The Righs, (pronounced “RIGZ,”) have returned to confound those who would dare to describe them, with Roses, the band’s second full-length release, (“full-length” and then some, actually, with over seventy minutes of music and 18 tracks!) since 2008’s eclectic “The Rivers Run Deep.”

This time around, the Oklahoma-based Righs continue to write their own rules and then, (based on the amount of departure from the norm included on this release,) promptly set out into breaking them.
In fact, The Righs are so set apart from other bands in the Celtic Folk Punk realm that a point of reference is not readily available. Even the term “Celtic” may not necessarily apply in same ways it does in other bands of the genre. On Roses, it could describe some of the instrumentation, with the inclusion of the fiddle, and mandolin, but that is about all. The band seems fairly entrenched in a direction of its own, and possessive of its own compass.

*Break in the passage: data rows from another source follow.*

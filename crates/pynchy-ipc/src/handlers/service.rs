//! `service:*` handlers — tool calls routed to host-side service handlers
//! with policy enforcement.

use std::sync::Arc;

use chrono::Utc;
use pynchy_security::approval::{create_pending_approval, format_approval_notification};
use pynchy_security::gate::SecurityGate;
use pynchy_store::SecurityEvent;
use serde_json::Value;
use tracing::{info, warn};

use crate::deps::IpcDeps;
use crate::write::{error_response, ipc_response_path, write_ipc_response};

fn respond(deps: &Arc<IpcDeps>, group: &str, request_id: &str, body: Value) {
    let path = ipc_response_path(&deps.config.ipc_root(), group, request_id);
    if let Err(e) = write_ipc_response(&path, &body) {
        warn!(group, request_id, error = %e, "failed to write service response");
    }
}

pub async fn handle_service_request(
    data: Value,
    source_group: String,
    is_admin: bool,
    deps: Arc<IpcDeps>,
) {
    let tool_name = data
        .get("type")
        .and_then(|v| v.as_str())
        .unwrap_or_default()
        .strip_prefix("service:")
        .unwrap_or_default()
        .to_string();
    let Some(request_id) = data.get("request_id").and_then(|v| v.as_str()).map(String::from)
    else {
        warn!(tool = %tool_name, group = %source_group, "service request missing request_id");
        return;
    };

    if !deps.services.has_tool(&tool_name) {
        warn!(tool = %tool_name, group = %source_group, "unknown service tool");
        respond(
            &deps,
            &source_group,
            &request_id,
            error_response(format!("Unknown service tool: {tool_name}")),
        );
        return;
    }

    let _ = is_admin;
    let gate = deps.gates.get_gate_for_group(&source_group).unwrap_or_else(|| {
        warn!(group = %source_group, "no gate for group, using ephemeral");
        let security = deps.config.resolve_workspace(&source_group).security;
        Arc::new(SecurityGate::new(&source_group, Utc::now().timestamp_millis(), security))
    });

    let chat_jid = deps
        .resolve_chat_jid(&source_group)
        .unwrap_or_else(|| "unknown".to_string());

    // Service requests perform actions — evaluated as writes.
    let decision = gate.evaluate_write(&tool_name, &data);
    let already_approved = data.get("_cop_approved").and_then(|v| v.as_bool()) == Some(true);

    if !decision.allowed {
        let _ = deps.store.record_security_event(&SecurityEvent {
            chat_jid,
            workspace: source_group.clone(),
            tool_name: tool_name.clone(),
            decision: "blocked_forbidden".into(),
            corruption_tainted: gate.corruption_tainted(),
            secret_tainted: gate.secret_tainted(),
            reason: decision.reason.clone(),
            request_id: Some(request_id.clone()),
        });
        info!(tool = %tool_name, group = %source_group, "service request denied by policy");
        respond(
            &deps,
            &source_group,
            &request_id,
            error_response(format!(
                "Policy denied: {}",
                decision.reason.unwrap_or_default()
            )),
        );
        return;
    }

    if decision.needs_human && !already_approved {
        let short_id = match create_pending_approval(
            &deps.config.ipc_root(),
            &request_id,
            &tool_name,
            &source_group,
            &chat_jid,
            data.clone(),
            "service",
        ) {
            Ok(short_id) => short_id,
            Err(e) => {
                warn!(error = %e, "failed to create pending approval");
                return;
            }
        };
        let notification = format_approval_notification(&tool_name, &data, &short_id);
        deps.broadcaster.broadcast(&chat_jid, &notification).await;

        let _ = deps.store.record_security_event(&SecurityEvent {
            chat_jid,
            workspace: source_group.clone(),
            tool_name: tool_name.clone(),
            decision: "approval_requested".into(),
            corruption_tainted: gate.corruption_tainted(),
            secret_tainted: gate.secret_tainted(),
            reason: decision.reason.clone(),
            request_id: Some(request_id.clone()),
        });
        info!(tool = %tool_name, group = %source_group, short_id, "service request awaiting human");
        // Container blocks on its response file until the decision lands.
        return;
    }

    if decision.needs_deputy && !already_approved {
        let summary = serde_json::to_string(&data).unwrap_or_default();
        let verdict = deps
            .cop
            .inspect_outbound(&format!("service:{tool_name}"), &summary)
            .await;
        if verdict.flagged {
            let reason = verdict.reason.unwrap_or_else(|| "Cop flagged payload".into());
            let _ = deps.store.record_security_event(&SecurityEvent {
                chat_jid,
                workspace: source_group.clone(),
                tool_name: tool_name.clone(),
                decision: "deny".into(),
                corruption_tainted: gate.corruption_tainted(),
                secret_tainted: gate.secret_tainted(),
                reason: Some(reason.clone()),
                request_id: Some(request_id.clone()),
            });
            respond(
                &deps,
                &source_group,
                &request_id,
                error_response(format!("Blocked by security inspection: {reason}")),
            );
            return;
        }
    }

    let _ = deps.store.record_security_event(&SecurityEvent {
        chat_jid,
        workspace: source_group.clone(),
        tool_name: tool_name.clone(),
        decision: "allowed".into(),
        corruption_tainted: gate.corruption_tainted(),
        secret_tainted: gate.secret_tainted(),
        reason: decision.reason.clone(),
        request_id: Some(request_id.clone()),
    });

    let mut payload = data;
    if let Some(obj) = payload.as_object_mut() {
        obj.insert("source_group".into(), Value::String(source_group.clone()));
    }
    let body = match deps.services.call(&tool_name, payload).await {
        Ok(response) => response,
        Err(e) => error_response(format!("Execution failed: {e}")),
    };
    respond(&deps, &source_group, &request_id, body);
}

The CD itself doesn’t have a weak moment on it (impressive considering the amount of material!) but does have a few tracks that stand out. And So It Goes is an immediately accessible song that grabs the listener immediately and doesn’t let go for an instant. It also features guest vocalist, Alicia Williams, a formidable set of pipes in her own right, sharing lead vocals duties.

Another track worthy of special mention is Two Cents, a song with enough mood and atmosphere to blur the line between music and horror movie, with vocalist Omid Nowrouzi twisting his voice into a banshee-esque wail, (that would make Marilyn Manson sleep with the lights on!) and the pervasive “nervous energy”-meandering of the over-caffeinated mandolin, providing tangible chills.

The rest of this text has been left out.